Abstract This paper studies the structural, electronic and optical properties of a new group IV-V two-dimensional (2D) material GeP under the influence of different strains by using the first-principles calculations. The strains discussed in this paper include both the uniaxial strain along the different lattice vector directions, as well as the biaxial strain. The results show that monolayer GeP is a 2D dynamically stable semiconductor with low structural symmetry. In terms of the electronic property, regardless of the compressive strain or tensile strain applied in any direction, the band-gap of the monolayer GeP exhibits a decreasing tendency, and it remains semiconductivity in the range of −10% compressive strain to 10% tensile strain. As for the optical property, it is anisotropic. When GeP is subjected to a strain, regardless of the directions, the optical property of monolayer GeP is significantly affected more by tensile strain than by compressive strain. When the monolayer GeP is subjected to a tensile strain, its optical absorption and reflectivity in the visible light region to some extent increase, while its transmittance reduces. When it is subjected to a compressive strain, the main change in optical properties such as absorption and reflectivity occurs in the deep ultraviolet region.
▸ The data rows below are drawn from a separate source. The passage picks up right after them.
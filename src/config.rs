use std::{env, path::PathBuf};

use crate::error::{DbError, Result};

const ENV_NAME: &str = "STREAMDB_NAME";
const ENV_DIR: &str = "STREAMDB_DIR";
const ENV_IN_MEMORY: &str = "STREAMDB_IN_MEMORY";

#[derive(Debug, Clone, PartialEq, Eq)]
pub enum StoreLocation {
    File(PathBuf),
    Memory,
}

/// Connection settings for the document store.
#[derive(Debug, Clone, PartialEq, Eq)]
pub struct DbConfig {
    pub location: StoreLocation,
    /// Logical database name, also used as the file stem for file stores.
    pub name: String,
}

impl DbConfig {
    pub fn file(path: impl Into<PathBuf>, name: impl Into<String>) -> Self {
        Self {
            location: StoreLocation::File(path.into()),
            name: name.into(),
        }
    }

    pub fn in_memory(name: impl Into<String>) -> Self {
        Self {
            location: StoreLocation::Memory,
            name: name.into(),
        }
    }

    /// Reads the configuration from the process environment, loading a `.env`
    /// file first when one exists.
    ///
    /// - `STREAMDB_NAME` (required): database name
    /// - `STREAMDB_DIR` (default `.`): directory holding `<name>.sqlite3`
    /// - `STREAMDB_IN_MEMORY`: `1`/`true` selects an in-memory store
    pub fn from_env() -> Result<Self> {
        dotenvy::dotenv().ok();
        Self::from_lookup(|key| env::var(key).ok())
    }

    pub(crate) fn from_lookup<F>(lookup: F) -> Result<Self>
    where
        F: Fn(&str) -> Option<String>,
    {
        let name = lookup(ENV_NAME)
            .map(|value| value.trim().to_string())
            .filter(|value| !value.is_empty())
            .ok_or_else(|| DbError::Config(format!("{ENV_NAME} is not set")))?;

        let in_memory = lookup(ENV_IN_MEMORY)
            .map(|value| matches!(value.trim().to_ascii_lowercase().as_str(), "1" | "true" | "yes"))
            .unwrap_or(false);
        if in_memory {
            return Ok(Self::in_memory(name));
        }

        let dir = lookup(ENV_DIR)
            .filter(|value| !value.trim().is_empty())
            .map(PathBuf::from)
            .unwrap_or_else(|| PathBuf::from("."));
        let path = dir.join(format!("{name}.sqlite3"));

        Ok(Self::file(path, name))
    }
}

#[cfg(test)]
mod tests {
    use super::*;
    use std::collections::HashMap;

    fn lookup(vars: &[(&str, &str)]) -> impl Fn(&str) -> Option<String> {
        let map: HashMap<String, String> = vars
            .iter()
            .map(|(k, v)| (k.to_string(), v.to_string()))
            .collect();
        move |key| map.get(key).cloned()
    }

    #[test]
    fn missing_name_is_a_config_error() {
        let err = DbConfig::from_lookup(lookup(&[(ENV_DIR, "/tmp")])).unwrap_err();
        assert!(matches!(err, DbError::Config(_)));

        let err = DbConfig::from_lookup(lookup(&[(ENV_NAME, "  ")])).unwrap_err();
        assert!(matches!(err, DbError::Config(_)));
    }

    #[test]
    fn file_path_is_built_from_dir_and_name() {
        let config =
            DbConfig::from_lookup(lookup(&[(ENV_NAME, "chat"), (ENV_DIR, "/var/lib/streamdb")]))
                .unwrap();
        assert_eq!(
            config.location,
            StoreLocation::File(PathBuf::from("/var/lib/streamdb/chat.sqlite3"))
        );
        assert_eq!(config.name, "chat");
    }

    #[test]
    fn dir_defaults_to_current_directory() {
        let config = DbConfig::from_lookup(lookup(&[(ENV_NAME, "chat")])).unwrap();
        assert_eq!(
            config.location,
            StoreLocation::File(PathBuf::from("./chat.sqlite3"))
        );
    }

    #[test]
    fn in_memory_flag_wins_over_dir() {
        let config = DbConfig::from_lookup(lookup(&[
            (ENV_NAME, "chat"),
            (ENV_DIR, "/tmp"),
            (ENV_IN_MEMORY, "true"),
        ]))
        .unwrap();
        assert_eq!(config.location, StoreLocation::Memory);
    }
}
In particular, the monolayer GeP is most susceptible to deformation by the strain in a direction, and only compressive strain in a direction will cause GeP to undergo a transition from an indirect band-gap semiconductor to a direct band-gap semiconductor, which results in the improvements of absorption efficiency and reflectivity efficiency in the low energy region. Our calculated results indicate that the electronic and optical properties of monolayer GeP can be efficiently and regularly regulated by strain. In the future, it can be a suitable 2D materials used in optically polarized devices, blue light-emitting diode devices, and strain-tunable photoelectric nanodevices.